- **EXERCISE DESCRIPTION**: The answer must be a single number: the count of lines in the records below that contain the word "root".

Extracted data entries
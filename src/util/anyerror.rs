//
//  Copyright (C) 2022-2024  Chase Ruskin
//
//  This program is free software: you can redistribute it and/or modify
//  it under the terms of the GNU General Public License as published by
//  the Free Software Foundation, either version 3 of the License, or
//  (at your option) any later version.
//
//  This program is distributed in the hope that it will be useful,
//  but WITHOUT ANY WARRANTY; without even the implied warranty of
//  MERCHANTABILITY or FITNESS FOR A PARTICULAR PURPOSE.  See the
//  GNU General Public License for more details.
//
//  You should have received a copy of the GNU General Public License
//  along with this program.  If not, see <http://www.gnu.org/licenses/>.
//

use std::error::Error;
use std::path::Path;

pub type Fault = Box<dyn Error>;

/// Builds a value by reading and interpreting the file at `path`.
pub trait FromFile: Sized {
    fn from_file(path: &Path) -> Result<Self, Fault>;
}
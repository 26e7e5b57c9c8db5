//
//  Copyright (C) 2022-2024  Chase Ruskin
//
//  This program is free software: you can redistribute it and/or modify
//  it under the terms of the GNU General Public License as published by
//  the Free Software Foundation, either version 3 of the License, or
//  (at your option) any later version.
//
//  This program is distributed in the hope that it will be useful,
//  but WITHOUT ANY WARRANTY; without even the implied warranty of
//  MERCHANTABILITY or FITNESS FOR A PARTICULAR PURPOSE.  See the
//  GNU General Public License for more details.
//
//  You should have received a copy of the GNU General Public License
//  along with this program.  If not, see <http://www.gnu.org/licenses/>.
//

pub mod bus;
pub mod config;
pub mod generate;
pub mod patch;
pub mod verilog;
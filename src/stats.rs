// Copyright 2016 Mozilla Foundation
//
// Licensed under the Apache License, Version 2.0 (the "License");
// you may not use this file except in compliance with the License.
// You may obtain a copy of the License at
//
//     http://www.apache.org/licenses/LICENSE-2.0
//
// Unless required by applicable law or agreed to in writing, software
// distributed under the License is distributed on an "AS IS" BASIS,
// WITHOUT WARRANTIES OR CONDITIONS OF ANY KIND, either express or implied.
// See the License for the specific language governing permissions and
// limitations under the License.

//! Statistics store (spec component H): a single JSON record under the
//! stats lock tier (spec.md §4.7), read-modify-written on every counter
//! bump so concurrent `cl.exe` invocations never lose an increment.

use std::fs::{self, OpenOptions};
use std::io::Write;
use std::path::{Path, PathBuf};
use std::time::Duration;

use serde_json;

use errors::*;
use lock::{self, tier};

#[derive(Debug, Clone, Default, Serialize, Deserialize)]
pub struct Stats {
    pub calls_total: u64,
    pub calls_for_preprocessing: u64,
    pub calls_without_source_file: u64,
    pub calls_for_linking: u64,
    pub calls_for_external_debug_info: u64,
    pub calls_for_multiple_sources: u64,
    pub cache_hits: u64,
    pub cache_misses: u64,
    pub evicted_misses: u64,
    pub header_changed_misses: u64,
    pub source_changed_misses: u64,
    pub lock_timeouts: u64,
    pub cache_entries: u64,
    pub cache_size: u64,
    pub max_cache_size: u64,
}

pub struct StatsStore {
    path: PathBuf,
    root: PathBuf,
    lock_timeout: Duration,
}

impl StatsStore {
    pub fn new(cache_dir: &Path, lock_timeout: Duration, default_max_cache_size: u64) -> StatsStore {
        let store = StatsStore {
            path: cache_dir.join("stats.json"),
            root: cache_dir.to_path_buf(),
            lock_timeout,
        };
        if !store.path.exists() {
            let mut initial = Stats::default();
            initial.max_cache_size = default_max_cache_size;
            let _ = store.write(&initial);
        }
        store
    }

    pub fn read(&self) -> Result<Stats> {
        match fs::read(&self.path) {
            Ok(bytes) => serde_json::from_slice(&bytes)
                .chain_err(|| ErrorKind::CacheCorruption("unreadable stats record".into())),
            Err(ref e) if e.kind() == ::std::io::ErrorKind::NotFound => Ok(Stats::default()),
            Err(e) => Err(e.into()),
        }
    }

    fn write(&self, stats: &Stats) -> Result<()> {
        if let Some(parent) = self.path.parent() {
            fs::create_dir_all(parent)?;
        }
        let tmp_path = self.path.with_extension("json.tmp-atomic-write");
        {
            let mut f = OpenOptions::new().create(true).write(true).truncate(true).open(&tmp_path)?;
            f.write_all(&serde_json::to_vec(stats)?)?;
            f.sync_all()?;
        }
        fs::rename(&tmp_path, &self.path)?;
        Ok(())
    }

    /// Apply `update` to the current record under the stats lock and
    /// persist the result.
    pub fn update<F: FnOnce(&mut Stats)>(&self, update: F) -> Result<()> {
        let _lock = lock::acquire(&self.root, tier::STATS, self.lock_timeout)?;
        let mut stats = self.read()?;
        update(&mut stats);
        self.write(&stats)
    }

    /// `-z`: zero every counter except the size/entry gauges, which track
    /// the actual on-disk state rather than accumulated call history.
    pub fn zero(&self) -> Result<()> {
        self.update(|s| {
            let cache_entries = s.cache_entries;
            let cache_size = s.cache_size;
            let max_cache_size = s.max_cache_size;
            *s = Stats::default();
            s.cache_entries = cache_entries;
            s.cache_size = cache_size;
            s.max_cache_size = max_cache_size;
        })
    }

    pub fn set_max_cache_size(&self, bytes: u64) -> Result<()> {
        self.update(|s| s.max_cache_size = bytes)
    }

    /// Resynchronize `cache_entries`/`cache_size` to reality, called after
    /// a `put` or an eviction pass so `-s` reports accurate gauges even if
    /// a prior process crashed mid-update.
    pub fn set_gauges(&self, cache_entries: u64, cache_size: u64) -> Result<()> {
        self.update(|s| {
            s.cache_entries = cache_entries;
            s.cache_size = cache_size;
        })
    }
}

#[cfg(test)]
mod test {
    use super::*;

    #[test]
    fn test_update_persists_across_instances() {
        let dir = ::tempdir::TempDir::new("clcache-test").unwrap();
        let store = StatsStore::new(dir.path(), Duration::from_secs(5), 1024);
        store.update(|s| s.cache_hits += 1).unwrap();
        store.update(|s| s.cache_hits += 1).unwrap();

        let store2 = StatsStore::new(dir.path(), Duration::from_secs(5), 1024);
        assert_eq!(store2.read().unwrap().cache_hits, 2);
    }

    #[test]
    fn test_zero_preserves_gauges() {
        let dir = ::tempdir::TempDir::new("clcache-test").unwrap();
        let store = StatsStore::new(dir.path(), Duration::from_secs(5), 1024);
        store.update(|s| { s.cache_hits = 5; s.cache_entries = 3; s.cache_size = 900; }).unwrap();
        store.zero().unwrap();
        let stats = store.read().unwrap();
        assert_eq!(stats.cache_hits, 0);
        assert_eq!(stats.cache_entries, 3);
        assert_eq!(stats.cache_size, 900);
    }

    #[test]
    fn test_new_store_seeds_default_max_size() {
        let dir = ::tempdir::TempDir::new("clcache-test").unwrap();
        let store = StatsStore::new(dir.path(), Duration::from_secs(5), 4096);
        assert_eq!(store.read().unwrap().max_cache_size, 4096);
    }
}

- **EXERCISE SOLUTION**: 3